The Personal Protective Equipment (PPE) shortage is not just a simple matter of not having enough stock. The only masks which offer genuine protection against Covid-19 is the FFP3 mask. To use one requires professional training and fitting. But employers have moved at a glacial pace in rolling out training and, even now, thousands of front-facing NHS workers are not trained on how to use them.
What’s more, we are ill equipped. Trusts are blaming this on staff for theft and misuse. However, the thefts are few and far between and of course people will misuse products they’re not trained in. Either way, we were not adequately stocked and face daily struggles for PPE. Supply chain workers are going above an beyond to try and source supplies and trainers are working round the clock. But they’ve been set up to fail.
We are already so far behind. Now, in the absence of enough proper PPE, NHS England have downgraded their advice to allow bosses to pressure workers into using ineffective masks.
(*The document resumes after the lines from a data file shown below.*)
use std::collections::VecDeque;

use crate::dom::{Dom, NodeId};

#[derive(Debug, Clone, Copy, PartialEq, Eq)]
pub enum ScrollBlock {
    Start,
    Center,
}

/// The scrolling surface the page is shown in.
pub trait Viewport {
    /// Start a smooth scroll that brings `node` to `block`.
    fn scroll_into_view(&mut self, dom: &Dom, node: NodeId, block: ScrollBlock);

    /// Vertical distance in pixels between `node` and the viewport center.
    fn center_offset(&mut self, dom: &Dom, node: NodeId) -> f64;
}

#[derive(Debug, Clone, PartialEq)]
pub struct ScrollCall {
    pub node: NodeId,
    pub block: ScrollBlock,
}

/// Viewport without layout. Records every scroll request and answers
/// center-offset measurements from a script, then with 0.
#[derive(Debug, Default)]
pub struct RecordingViewport {
    pub scrolls: Vec<ScrollCall>,
    offsets: VecDeque<f64>,
}

impl RecordingViewport {
    pub fn new() -> Self {
        Self::default()
    }

    pub fn with_offsets(offsets: impl IntoIterator<Item = f64>) -> Self {
        RecordingViewport {
            scrolls: Vec::new(),
            offsets: offsets.into_iter().collect(),
        }
    }
}

impl Viewport for RecordingViewport {
    fn scroll_into_view(&mut self, dom: &Dom, node: NodeId, block: ScrollBlock) {
        log::debug!(
            "Scrolling {:?} <{}> to {block:?}",
            node,
            dom.tag(node).unwrap_or("#text")
        );
        self.scrolls.push(ScrollCall { node, block });
    }

    fn center_offset(&mut self, _dom: &Dom, _node: NodeId) -> f64 {
        self.offsets.pop_front().unwrap_or(0.0)
    }
}

#[cfg(test)]
mod tests {
    use super::*;

    #[test]
    fn test_recording_viewport_script() {
        let dom = Dom::new();
        let body = dom.body();
        let mut viewport = RecordingViewport::with_offsets([42.0]);
        viewport.scroll_into_view(&dom, body, ScrollBlock::Center);
        assert_eq!(viewport.scrolls, vec![ScrollCall { node: body, block: ScrollBlock::Center }]);
        assert_eq!(viewport.center_offset(&dom, body), 42.0);
        assert_eq!(viewport.center_offset(&dom, body), 0.0);
    }
}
The problem gets worse. There are several companies who produce different FFP3 masks, and workers are only passed off as safe to wear the make they’ve been ‘fit tested’ on. But with shortages, units are just taking whichever masks they find available on a given day. So it is luck of the draw as to which masks are available for you to use at any one time. It’s a mad market system which is setting health workers up to get sick themselves and also pass the virus on to others.
For the most part people just have their own mask that they carry in their pocket and get out whenever they need it. However, they’re supposed to be single use only and disposed of in a certain way after each use. Repeat use is almost certainly going to transmit infection.
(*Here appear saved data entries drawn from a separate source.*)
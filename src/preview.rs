//! Bounded-context previews with every query occurrence emphasized.

use regex::{Regex, RegexBuilder};

use crate::dom::escape_html;

pub const ELLIPSIS: &str = "...";
pub const HIGHLIGHT_CLASS: &str = "highlight";

#[derive(Debug, Clone, Copy, PartialEq, Eq)]
pub enum Segment<'a> {
    Plain(&'a str),
    Highlight(&'a str),
}

/// A preview window cut from one document.
#[derive(Debug, Clone, PartialEq, Eq)]
pub struct Preview<'a> {
    pub leading_ellipsis: bool,
    pub segments: Vec<Segment<'a>>,
    pub trailing_ellipsis: bool,
}

impl<'a> Preview<'a> {
    /// Cut up to `context` characters either side of `[match_start, match_end)`
    /// and split the window around every occurrence of `query`.
    pub fn build(content: &'a str, match_start: usize, match_end: usize, query: &str, context: usize) -> Self {
        let match_end = floor_boundary(content, match_end.min(content.len()));
        let match_start = floor_boundary(content, match_start.min(match_end));

        let start = back_chars(content, match_start, context);
        let end = forward_chars(content, match_end, context);
        let window = &content[start..end];

        Preview {
            leading_ellipsis: start > 0,
            segments: split_highlights(window, query),
            trailing_ellipsis: end < content.len(),
        }
    }

    pub fn highlight_count(&self) -> usize {
        self.segments
            .iter()
            .filter(|s| matches!(s, Segment::Highlight(_)))
            .count()
    }

    /// Visible text without markup or ellipses.
    pub fn window_text(&self) -> String {
        self.segments
            .iter()
            .map(|s| match s {
                Segment::Plain(t) | Segment::Highlight(t) => *t,
            })
            .collect()
    }

    pub fn to_html(&self) -> String {
        let mut html = String::new();
        if self.leading_ellipsis {
            html.push_str(ELLIPSIS);
        }
        for segment in &self.segments {
            match segment {
                Segment::Plain(text) => html.push_str(&escape_html(text)),
                Segment::Highlight(text) => {
                    html.push_str(&format!(
                        "<span class=\"{HIGHLIGHT_CLASS}\">{}</span>",
                        escape_html(text)
                    ));
                }
            }
        }
        if self.trailing_ellipsis {
            html.push_str(ELLIPSIS);
        }
        html
    }
}

/// Render the preview for one match as an HTML fragment.
pub fn generate_preview(content: &str, match_start: usize, match_end: usize, query: &str, context: usize) -> String {
    Preview::build(content, match_start, match_end, query, context).to_html()
}

/// Case-insensitive literal matcher for `query`.
pub fn literal_matcher(query: &str) -> Option<Regex> {
    if query.is_empty() {
        return None;
    }
    match RegexBuilder::new(&regex::escape(query))
        .case_insensitive(true)
        .build()
    {
        Ok(re) => Some(re),
        Err(e) => {
            log::warn!("Cannot build highlight pattern for {query:?}: {e}");
            None
        }
    }
}

fn split_highlights<'a>(window: &'a str, query: &str) -> Vec<Segment<'a>> {
    let Some(re) = literal_matcher(query) else {
        return vec![Segment::Plain(window)];
    };

    let mut segments = Vec::new();
    let mut last = 0;
    for m in re.find_iter(window) {
        if m.start() > last {
            segments.push(Segment::Plain(&window[last..m.start()]));
        }
        segments.push(Segment::Highlight(m.as_str()));
        last = m.end();
    }
    if last < window.len() || segments.is_empty() {
        segments.push(Segment::Plain(&window[last..]));
    }
    segments
}

fn floor_boundary(s: &str, mut idx: usize) -> usize {
    while !s.is_char_boundary(idx) {
        idx -= 1;
    }
    idx
}

fn back_chars(s: &str, from: usize, n: usize) -> usize {
    if n == 0 {
        return from;
    }
    s[..from]
        .char_indices()
        .rev()
        .nth(n - 1)
        .map(|(i, _)| i)
        .unwrap_or(0)
}

fn forward_chars(s: &str, from: usize, n: usize) -> usize {
    s[from..]
        .char_indices()
        .nth(n)
        .map(|(i, _)| from + i)
        .unwrap_or(s.len())
}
The government has also put a call out to ventilator makers. Several companies make ventilators, each with their own unique single-use only tubing and parts, each with its own unique programming. They all do largely the same thing but staff know how to use one or two brands but wont know how to use the others.
If there was a national health supplies service which researched, produced and distributed healthcare equipment, not only would it be more efficient and cheaper when done on a not for profit basis, but the engineers and inventors, whose research is not shared but rather used to compete on behalf of different companies, could instead be collaborating for the benefit of workers and patients. The bottom line is, right now lives will be lost as a result of the market system deciding how PPE is produced and how ventilators are made.
We need a fully public healthcare system, covering not only frontline delivery, but also including nationalised pharmaceutical industry and health supplies service. This crisis has starkly illustrated why allowing market forces and the profit system into our healthcare at any level costs lives.